| Work to complete |
Only one stretch of the data below is needed. Output the lines from the one with "into its parent" up to and including the one with "fn serialize<S: Serializer>(&self, serializer: S)", exactly as they stand.

| Data for review |
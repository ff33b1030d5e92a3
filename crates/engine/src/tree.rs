//! Call-tree reconstruction
//!
//! Turns the flat, parent-referencing event list of one request into an
//! ordered hierarchy.
//!
//! ## Design
//!
//! 1. **Index**: one pass maps event id → slot. A repeated id keeps its
//!    first occurrence; later copies are reported as duplicates.
//! 2. **Link**: a second pass classifies every event as a root (no parent),
//!    a child (parent present) or an orphan (parent absent). Orphans are
//!    not attached and are not an error.
//! 3. **Order**: siblings are sorted by ascending `start`. Untimed siblings
//!    follow the timed ones in arrival order. The comparator is a total
//!    order (`f64::total_cmp`) so sorting never panics.
//! 4. **Assemble**: trees are built bottom-up with an explicit stack, so a
//!    long parent chain cannot overflow the call stack. `TraceTree` also
//!    drops, clones, compares and serializes iteratively.
//!
//! Events that are neither reachable from a root nor from an orphan sit on
//! a parent cycle and are reported by id.
//!
//! Identical input always yields an identical structure.

use rustc_hash::FxHashMap;
use serde::{Serialize, Serializer};
use std::cmp::Ordering;
use std::fmt;
use tracedb_core::TraceEvent;

// ========== TraceTree ==========

/// An event with its ordered children
///
/// Serializes flat, in display order, as `[{"depth": 0, "event": {..}}, ..]`.
pub struct TraceTree {
    /// The event at this node
    pub event: TraceEvent,
    /// Direct children, ascending by `start`
    pub children: Vec<TraceTree>,
}

impl TraceTree {
    fn leaf(event: TraceEvent) -> Self {
        Self {
            event,
            children: Vec::new(),
        }
    }

    /// Depth-first traversal in display order, yielding `(depth, event)`
    ///
    /// The node itself has depth 0.
    pub fn iter(&self) -> Iter<'_> {
        Iter {
            stack: vec![(0, self)],
        }
    }

    /// Number of events in this tree
    pub fn node_count(&self) -> usize {
        self.iter().count()
    }

    /// Number of levels; a leaf has depth 1
    pub fn depth(&self) -> usize {
        self.iter().map(|(depth, _)| depth + 1).max().unwrap_or(1)
    }

    /// Find an event by id
    pub fn find(&self, id: &str) -> Option<&TraceEvent> {
        self.iter().map(|(_, e)| e).find(|e| e.id == id)
    }
}

/// Move every open node deeper than `depth - 1` into its parent
fn close_to(root: &mut TraceTree, open: &mut Vec<TraceTree>, depth: usize) {
    while open.len() >= depth {
        let Some(done) = open.pop() else { break };
        match open.last_mut() {
            Some(parent) => parent.children.push(done),
            None => root.children.push(done),
        }
    }
}

impl Clone for TraceTree {
    fn clone(&self) -> Self {
        let mut root = TraceTree::leaf(self.event.clone());
        // open[i] is the node currently being filled at depth i + 1
        let mut open: Vec<TraceTree> = Vec::new();
        for (depth, event) in self.iter().skip(1) {
            close_to(&mut root, &mut open, depth);
            open.push(TraceTree::leaf(event.clone()));
        }
        close_to(&mut root, &mut open, 1);
        root
    }
}

impl PartialEq for TraceTree {
    fn eq(&self, other: &Self) -> bool {
        self.iter().eq(other.iter())
    }
}

impl fmt::Debug for TraceTree {
    fn fmt(&self, f: &mut fmt::Formatter<'_>) -> fmt::Result {
        f.debug_list()
            .entries(self.iter().map(|(depth, event)| (depth, &event.id)))
            .finish()
    }
}

#[derive(Serialize)]
struct FlatNode<'a> {
    depth: usize,
    event: &'a TraceEvent,
}

impl Serialize for TraceTree {
    fn serialize<S: Serializer>(&self, serializer: S) -> Result<S::Ok, S::Error> {
        serializer.collect_seq(self.iter().map(|(depth, event)| FlatNode { depth, event }))
    }
}

impl Drop for TraceTree {
    fn drop(&mut self) {
        let mut pending = std::mem::take(&mut self.children);
        while let Some(mut node) = pending.pop() {
            pending.append(&mut node.children);
        }
    }
}

/// Depth-first iterator over a [`TraceTree`]
#[derive(Debug)]
pub struct Iter<'a> {
    stack: Vec<(usize, &'a TraceTree)>,
}

impl<'a> Iterator for Iter<'a> {
    type Item = (usize, &'a TraceEvent);

    fn next(&mut self) -> Option<Self::Item> {
        let (depth, node) = self.stack.pop()?;
        self.stack
            .extend(node.children.iter().rev().map(|child| (depth + 1, child)));
        Some((depth, &node.event))
    }
}

// ========== Root Selection ==========

/// How many root events a request has
#[derive(Debug, Clone, Copy, PartialEq, Eq)]
pub enum RootSelection {
    /// Exactly one root
    Single,
    /// More than one root; the last one in input order is selected
    Multiple(usize),
    /// No event without a parent
    Empty,
}

impl RootSelection {
    /// Stable lowercase name
    pub fn as_str(&self) -> &'static str {
        match self {
            RootSelection::Single => "single",
            RootSelection::Multiple(_) => "multiple",
            RootSelection::Empty => "none",
        }
    }
}

// ========== TraceForest ==========

/// Every tree reconstructible from one request's events, plus diagnostics
#[derive(Debug, Clone, PartialEq)]
pub struct TraceForest {
    roots: Vec<TraceTree>,
    detached: Vec<TraceTree>,
    cycles: Vec<String>,
    duplicates: Vec<String>,
    event_count: usize,
}

/// Sibling order: timed by `start` ascending, then untimed
fn start_order(a: &TraceEvent, b: &TraceEvent) -> Ordering {
    match (a.start, b.start) {
        (Some(x), Some(y)) => x.total_cmp(&y),
        (Some(_), None) => Ordering::Less,
        (None, Some(_)) => Ordering::Greater,
        (None, None) => Ordering::Equal,
    }
}

impl TraceForest {
    /// Reconstruct all trees from a flat list of events
    pub fn build(events: Vec<TraceEvent>) -> Self {
        let mut index: FxHashMap<String, usize> = FxHashMap::default();
        let mut slots: Vec<Option<TraceEvent>> = Vec::with_capacity(events.len());
        let mut duplicates = Vec::new();

        for event in events {
            if index.contains_key(&event.id) {
                duplicates.push(event.id);
                continue;
            }
            index.insert(event.id.clone(), slots.len());
            slots.push(Some(event));
        }

        let mut children: Vec<Vec<usize>> = vec![Vec::new(); slots.len()];
        let mut root_slots = Vec::new();
        let mut orphan_slots = Vec::new();
        for (slot, event) in slots.iter().enumerate() {
            let Some(event) = event else { continue };
            match event.parent_id.as_deref() {
                None => root_slots.push(slot),
                Some(parent) => match index.get(parent) {
                    Some(&parent_slot) => children[parent_slot].push(slot),
                    None => orphan_slots.push(slot),
                },
            }
        }

        for siblings in children.iter_mut() {
            siblings.sort_by(|&a, &b| match (&slots[a], &slots[b]) {
                (Some(a), Some(b)) => start_order(a, b),
                _ => Ordering::Equal,
            });
        }

        let event_count = slots.len();
        let roots: Vec<TraceTree> = root_slots
            .into_iter()
            .filter_map(|slot| assemble(slot, &children, &mut slots))
            .collect();
        let detached: Vec<TraceTree> = orphan_slots
            .into_iter()
            .filter_map(|slot| assemble(slot, &children, &mut slots))
            .collect();

        // Anything not consumed by assembly is on, or hangs off, a cycle
        let cycles = slots.into_iter().flatten().map(|e| e.id).collect();

        Self {
            roots,
            detached,
            cycles,
            duplicates,
            event_count,
        }
    }

    /// Trees rooted at events without a parent, in input order
    pub fn roots(&self) -> &[TraceTree] {
        &self.roots
    }

    /// Subtrees whose top event references a parent that is not present
    pub fn detached(&self) -> &[TraceTree] {
        &self.detached
    }

    /// Ids of events unreachable because of a parent cycle
    pub fn cycle_ids(&self) -> &[String] {
        &self.cycles
    }

    /// Ids that appeared more than once; later copies were ignored
    pub fn duplicate_ids(&self) -> &[String] {
        &self.duplicates
    }

    /// Distinct events in the input
    pub fn event_count(&self) -> usize {
        self.event_count
    }

    /// Shape of the root set
    pub fn root_selection(&self) -> RootSelection {
        match self.roots.len() {
            0 => RootSelection::Empty,
            1 => RootSelection::Single,
            n => RootSelection::Multiple(n),
        }
    }

    /// The root used for display: the last root in input order
    pub fn selected_root(&self) -> Option<&TraceTree> {
        self.roots.last()
    }

    /// Take the selected root
    pub fn into_selected_root(mut self) -> Option<TraceTree> {
        self.roots.pop()
    }

    /// Events not reachable from the selected root
    pub fn unattached_count(&self) -> usize {
        let attached = self.selected_root().map_or(0, TraceTree::node_count);
        self.event_count - attached
    }
}

/// Build the subtree under `top` bottom-up, moving events out of `slots`
fn assemble(
    top: usize,
    children: &[Vec<usize>],
    slots: &mut [Option<TraceEvent>],
) -> Option<TraceTree> {
    let mut stack: Vec<(usize, usize)> = vec![(top, 0)];
    let mut built: Vec<TraceTree> = Vec::new();

    while let Some(frame) = stack.last_mut() {
        let (slot, next_child) = *frame;
        if next_child < children[slot].len() {
            frame.1 += 1;
            stack.push((children[slot][next_child], 0));
            continue;
        }

        stack.pop();
        let kids = built.split_off(built.len().saturating_sub(children[slot].len()));
        if let Some(event) = slots[slot].take() {
            built.push(TraceTree {
                event,
                children: kids,
            });
        }
    }

    built.pop()
}

/// Reconstruct the call tree of one request
///
/// Returns the root tree, or `None` if no event lacks a parent. With more
/// than one root the last one in input order is returned; use
/// [`TraceForest`] to detect that case.
pub fn build_tree(events: Vec<TraceEvent>) -> Option<TraceTree> {
    TraceForest::build(events).into_selected_root()
}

| Solution |
/// Move every open node deeper than `depth - 1` into its parent
fn close_to(root: &mut TraceTree, open: &mut Vec<TraceTree>, depth: usize) {
    while open.len() >= depth {
        let Some(done) = open.pop() else { break };
        match open.last_mut() {
            Some(parent) => parent.children.push(done),
            None => root.children.push(done),
        }
    }
}

impl Clone for TraceTree {
    fn clone(&self) -> Self {
        let mut root = TraceTree::leaf(self.event.clone());
        // open[i] is the node currently being filled at depth i + 1
        let mut open: Vec<TraceTree> = Vec::new();
        for (depth, event) in self.iter().skip(1) {
            close_to(&mut root, &mut open, depth);
            open.push(TraceTree::leaf(event.clone()));
        }
        close_to(&mut root, &mut open, 1);
        root
    }
}

impl PartialEq for TraceTree {
    fn eq(&self, other: &Self) -> bool {
        self.iter().eq(other.iter())
    }
}

impl fmt::Debug for TraceTree {
    fn fmt(&self, f: &mut fmt::Formatter<'_>) -> fmt::Result {
        f.debug_list()
            .entries(self.iter().map(|(depth, event)| (depth, &event.id)))
            .finish()
    }
}

#[derive(Serialize)]
struct FlatNode<'a> {
    depth: usize,
    event: &'a TraceEvent,
}

impl Serialize for TraceTree {
    fn serialize<S: Serializer>(&self, serializer: S) -> Result<S::Ok, S::Error> {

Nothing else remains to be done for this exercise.